LAWS(MAD)-2010-1-589

DHRUV T S BARDWAJ Vs. NANDINI VENKATESH

Decided On January 19, 2010
DHRUV T.S. BARDWAJ Appellant
V/S
NANDINI VENKATESH Respondents

JUDGEMENT

(1.) These three intra Court appeals concentrate in challenging a common order of the learned Single Judge of this Court made in A. Nos. 6474 to 6476 of 2009 the first one to vacate the order of injunction granted on 8.9.2009, the second one to dismiss the suit as not maintainable and the third one to revoke the leave originally granted to file the suit.
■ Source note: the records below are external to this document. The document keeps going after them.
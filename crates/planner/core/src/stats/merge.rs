//! Merge bonus distribution.
//!
//! Each merge level grants +1 to two stats, walking the stats from highest to
//! lowest level-1 value and wrapping around:
//!
//! ```text
//! merge 1 -> ranks {0,1}   merge 2 -> {2,3}   merge 3 -> {4,0}
//! merge 4 -> {1,2}         merge 5 -> {3,4}   merge 6..10 repeat
//! ```
//!
//! Ties are broken by canonical order (HP > Atk > Spd > Def > Res).

use super::core::{Stat, Stats};

/// Stats ordered by descending `base + nudge`, stable over canonical order.
pub fn rank_stats(base: Stats, nudge: Stats) -> [Stat; 5] {
    let mut ranked = Stat::ALL;
    ranked.sort_by_key(|&stat| core::cmp::Reverse(base.get(stat) + nudge.get(stat)));
    ranked
}

/// Merge delta for a unit.
///
/// - `base`: level-1 stats at the selected rarity; `None` yields a zero delta
/// - `nudge`: ±1 on boon/bane stats, shifting their rank
/// - `neutral`: explicitly neutral boon/bane, worth +1 on the top three ranks
///   once the unit is merged at all
pub fn merge_bonus(base: Option<Stats>, merge: u8, nudge: Stats, neutral: bool) -> Stats {
    let Some(base) = base else {
        return Stats::ZERO;
    };

    let ranked = rank_stats(base, nudge);
    let mut bonus = [0i32; 5];
    let mut cursor = 0usize;
    for _ in 0..merge {
        for _ in 0..2 {
            bonus[cursor] += 1;
            cursor = (cursor + 1) % ranked.len();
        }
    }

    if merge > 0 && neutral {
        for rank_bonus in bonus.iter_mut().take(3) {
            *rank_bonus += 1;
        }
    }

    let mut delta = Stats::ZERO;
    for (stat, amount) in ranked.into_iter().zip(bonus) {
        delta.set(stat, amount);
    }
    delta
}

#[cfg(test)]
mod tests {
    use super::*;

    const BASE: Stats = Stats::new(18, 8, 6, 7, 5);

    #[test]
    fn merge_zero_contributes_nothing() {
        assert_eq!(merge_bonus(Some(BASE), 0, Stats::ZERO, true), Stats::ZERO);
    }

    #[test]
    fn merge_one_raises_the_two_top_ranked_stats() {
        // ranks: HP 18, Atk 8, Def 7, Spd 6, Res 5
        let delta = merge_bonus(Some(BASE), 1, Stats::ZERO, false);
        assert_eq!(delta, Stats::new(1, 1, 0, 0, 0));
    }

    #[test]
    fn merge_three_wraps_to_the_top_rank() {
        // {HP, Atk}, {Def, Spd}, {Res, HP}
        let delta = merge_bonus(Some(BASE), 3, Stats::ZERO, false);
        assert_eq!(delta, Stats::new(2, 1, 1, 1, 1));
    }

    #[test]
    fn full_merge_is_four_per_stat() {
        let delta = merge_bonus(Some(BASE), 10, Stats::ZERO, false);
        assert_eq!(delta, Stats::new(4, 4, 4, 4, 4));
    }

    #[test]
    fn ties_follow_canonical_order() {
        let flat = Stats::new(5, 5, 5, 5, 5);
        assert_eq!(
            merge_bonus(Some(flat), 1, Stats::ZERO, false),
            Stats::new(1, 1, 0, 0, 0)
        );
        assert_eq!(
            merge_bonus(Some(flat), 2, Stats::ZERO, false),
            Stats::new(1, 1, 1, 1, 0)
        );
    }

    #[test]
    fn boon_nudge_shifts_rank() {
        // Spd 6 + 1 ties Def 7 and wins on canonical order
        let nudge = Stats::single(Stat::Spd, 1);
        assert_eq!(
            rank_stats(BASE, nudge),
            [Stat::Hp, Stat::Atk, Stat::Spd, Stat::Def, Stat::Res]
        );
    }

    #[test]
    fn neutral_bonus_needs_a_merge() {
        assert_eq!(
            merge_bonus(Some(BASE), 1, Stats::ZERO, true),
            // ranks 0,1 from the merge plus ranks 0,1,2 (HP, Atk, Def)
            Stats::new(2, 2, 0, 1, 0)
        );
    }

    #[test]
    fn missing_base_is_zero() {
        assert_eq!(merge_bonus(None, 5, Stats::ZERO, true), Stats::ZERO);
    }
}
(2.) These appeals have arisen under the following circumstances:

(3.) Advancing arguments on behalf of the Appellants, the learned Senior Counsel Mr. P.S. Raman would submit that the revocation of leave has not been ordered on the ground that the Court does not have territorial jurisdiction, but has been ordered as a penalty against the Appellants; that the same is erroneous; that as per the judicial pronouncements, the question of territorial jurisdiction is to be determined based only upon the averments in the plaint that when the first Respondent has admitted the address, relying upon the submissions made by the second Respondent and concluding that the plaint address is incorrect are erroneous that it is pertinent to note that part of cause of action had arisen within the territorial jurisdiction of this Court that in fact, the second Respondent had indeed submitted himself to the jurisdiction of this Court as he had filed vakalath without marking protest on the same that there was no order restraining the Appellants from traveling out of Chennai that in the instant case, the paramount interest of the children namely the Appellants, should be taken into account and the welfare of the child must be looked into that it is settled proposition of law that where an application for revocation of leave raises questions of difficulty and importance, then the Court must not revoke the leave based on affidavit evidence but must dismiss the application for revocation of leave and proceed to determine the suit in accordance with law and that the learned Single Judge has not applied the ratio of the said precedents, but has erroneously determined the issue on summary jurisdiction.